We have our own analytics built with Tinybird and Retool.

Okay so that’s not exactly how it went down, but pretty close. In part, Tinybird doesn’t use Google Analytics because we don’t use third-party cookies to track behavior on our website. Given some of the recent GDPR rulings, we figured it would be better to avoid it if we wanted to protect our visitors’ privacy. Plus, this was a great opportunity to “eat our own dog food” by building our analytics in Tinybird. And finally, Retool is a decidedly awesome way to very quickly visualize the metrics we needed without any lift from our engineering team.

When I interviewed at Tinybird, I assured them I wasn’t a completely hopeless anti-technical marketer. I’ve written a fair amount of SQL, a good dose of Python, and even some jQuery back in my day. This was my opportunity to prove that I wasn’t full of it.

So I started building.

Over the next few weeks, I’m going to share how I’ve replicated three of the Google Analytics views that I’ve relied on most in my Content Marketing career using Retool and Tinybird. Hopefully, it gives you a taste of how easy and fast it is to (1) analyze web events data in Tinybird, and (2) visualize the results in Retool.

In this first post, I’ll briefly explain how I get web events into Tinybird, and how I’ve recreated one of the simplest Google Analytics widgets with Retool.

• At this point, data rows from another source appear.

//! Havaplan - Turkish-language activity recommendations from weather metrics
//!
//! A one-shot batch tool: reads one JSON payload from stdin, evaluates the
//! rule engine and writes `{"recommendation": "..."}` to stdout. Fatal
//! failures (unreadable stdin, malformed JSON, unusable fallback) go to
//! stderr with exit code 1 and no stdout JSON.

use std::io::{self, Read};
use std::process;

use clap::Parser;

use havaplan::cli::Cli;
use havaplan::data::{RecommendationRequest, RecommendationResponse};
use havaplan::report::RecommendationBuilder;

fn main() {
    let cli = Cli::parse();
    if let Err(err) = run(&cli) {
        eprintln!("havaplan: {err}");
        process::exit(1);
    }
}

/// Reads the request from stdin, builds the report and prints the response.
fn run(cli: &Cli) -> Result<(), Box<dyn std::error::Error>> {
    let mut input = String::new();
    io::stdin().read_to_string(&mut input)?;
    let request: RecommendationRequest = serde_json::from_str(&input)?;

    let builder = if cli.brief {
        RecommendationBuilder::new().brief()
    } else {
        RecommendationBuilder::new()
    };
    let recommendation = builder.build(&request)?;

    let response = RecommendationResponse { recommendation };
    println!("{}", serde_json::to_string(&response)?);
    Ok(())
}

How to get web events into Tinybird

As the above back-and-forth hinted, I didn’t necessarily have to start from scratch. When I joined Tinybird, a cross-functional team of web gurus at the company had already written some privacy-first JavaScript to send events to Tinybird using the Tinybird Events API. They had installed this JavaScript on the Tinybird domain, and it was already sending some basic pageview events to a Tinybird data source.

The tracker, which uses a first-party cookie, sends over information about the event that was tracked, the timestamp of the beginning of the session, the timestamp of the event, the URL where the event took place, and the randomized ID of the visitor. The use of a first-party cookie gives us more control over what data is collected and where it is stored, which lets us more confidently adhere to global data privacy laws.

With the events being passed to Tinybird, it was up to me to figure out how to recreate my go-to Google Analytics widgets.

Creating the default Google Analytics traffic widget

When you land on Google Analytics, the first thing you see is a default dashboard with a collection of widgets. In this post, I’ll show you how I created the default traffic widget, which looks like this:

In case you’re wondering, no, this isn’t the Tinybird website ;)

There are 6 core components to this widget: The first is a timespan selector, which serves as an input for each of the other 5 components. Up top, you have 4 metrics: Users, Sessions, Bounce Rate, and Session Duration, with comparisons to the last time period. You can click any of these sessions to choose what’s displayed on the final component, a line chart showing that metric over the time period.

Here are the steps I followed to recreate this widget with Tinybird and Retool.

Step 1: Define Sessions

In web parlance, a “session” is a collection of events that begins when a visitor enters the domain and ends when they exit the domain. Since the JavaScript tracker sends raw, timestamped events into a Tinybird data source, the first thing I needed to do was construct sessions from these events in my Tinybird workspace.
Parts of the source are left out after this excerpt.